Re:

AvaRe
Chapter #15

Dongeng 14 - Monster

Re:

Mungkin ada di antara anda yang pernah mendengar pertanyaan ini, dan saya sendiri sering menanyakan hal yang serupa: “Apakah monster itu dilahirkan atau diciptakan?”

“Monster” … apa yang kalian bayangkan? Sesosok makhluk mengerikan, bertubuh besar dipenuhi bulu dan bertanduk yang ada di dalam kisah-kisah dongeng? Boleh saja. Tetapi bukan monster itu yang saya maksud. Monster yang saya bahas adalah perwujudan sisi tergelap manusia. Karena itu, mereka tidak memiliki bulu, apalagi tanduk. Mereka sama seperti anda, berjalan dengan kedua kaki, yang suka berbicara tanpa henti.

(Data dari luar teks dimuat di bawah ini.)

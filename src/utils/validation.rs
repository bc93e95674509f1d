use crate::core::date_range::{parse_date, DATE_FORMAT};
use crate::utils::error::{EtlError, Result};
use url::Url;

pub trait Validate {
    fn validate(&self) -> Result<()>;
}

pub fn validate_url(field_name: &str, url_str: &str) -> Result<()> {
    if url_str.is_empty() {
        return Err(EtlError::InvalidConfigValueError {
            field: field_name.to_string(),
            value: url_str.to_string(),
            reason: "URL cannot be empty".to_string(),
        });
    }

    match Url::parse(url_str) {
        Ok(url) => match url.scheme() {
            "http" | "https" => Ok(()),
            scheme => Err(EtlError::InvalidConfigValueError {
                field: field_name.to_string(),
                value: url_str.to_string(),
                reason: format!("Unsupported URL scheme: {}", scheme),
            }),
        },
        Err(e) => Err(EtlError::InvalidConfigValueError {
            field: field_name.to_string(),
            value: url_str.to_string(),
            reason: format!("Invalid URL format: {}", e),
        }),
    }
}

pub fn validate_positive_number(field_name: &str, value: u64, min_value: u64) -> Result<()> {
    if value < min_value {
        return Err(EtlError::InvalidConfigValueError {
            field: field_name.to_string(),
            value: value.to_string(),
            reason: format!("Value must be at least {}", min_value),
        });
    }
    Ok(())
}

pub fn validate_non_negative_seconds(field_name: &str, value: f64) -> Result<()> {
    if !value.is_finite() || value < 0.0 {
        return Err(EtlError::InvalidConfigValueError {
            field: field_name.to_string(),
            value: value.to_string(),
            reason: "Value must be a finite number of seconds >= 0".to_string(),
        });
    }
    Ok(())
}

pub fn validate_date(field_name: &str, value: &str) -> Result<()> {
    parse_date(value)
        .map(|_| ())
        .map_err(|_| EtlError::InvalidConfigValueError {
            field: field_name.to_string(),
            value: value.to_string(),
            reason: format!("Expected a date in {} format", DATE_FORMAT),
        })
}

pub fn validate_non_empty_string(field_name: &str, value: &str) -> Result<()> {
    if value.trim().is_empty() {
        return Err(EtlError::InvalidConfigValueError {
            field: field_name.to_string(),
            value: value.to_string(),
            reason: "Value cannot be empty or whitespace-only".to_string(),
        });
    }
    Ok(())
}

Saya adalah salah satu orang yang percaya bahwa monster itu dicipta, bukan dilahirkan. Monster itu ada di dalam diri setiap manusia, bersembunyi. Dan mungkin jika diberi lampu hijau, dia akan menyeruak keluar menunjukkan jati dirinya suatu saat nanti.

… .

Ray

Kenapa ya, manusia itu melakukan kejahatan?” kudengar Haze menggumam sendirian di pojokan dengan terus memandangi ponselnya.

“Kenapa Ze?” sahutku kepada Haze. Kulihat Haze tiba-tiba berdiri terkejut mendengar sahutanku. “Hah? Apa? Kenapa Bang?”

“Ngomong sendiri? Kirain nanya,” balasku kemudian lalu mengacuhkannya dan memandang kembali layar komputerku. Beberapa saat tak terdengar lagi suara Haze, hingga tiba-tiba, anak itu sudah berdiri disebelah kananku.

“Bang,” kata Haze pelan. Kali ini aku yang terkejut karena memang tidak menyadari kedatangannya. “Kenapa ya, manusia itu melakukan kejahatan?” tanyanya kemudian. 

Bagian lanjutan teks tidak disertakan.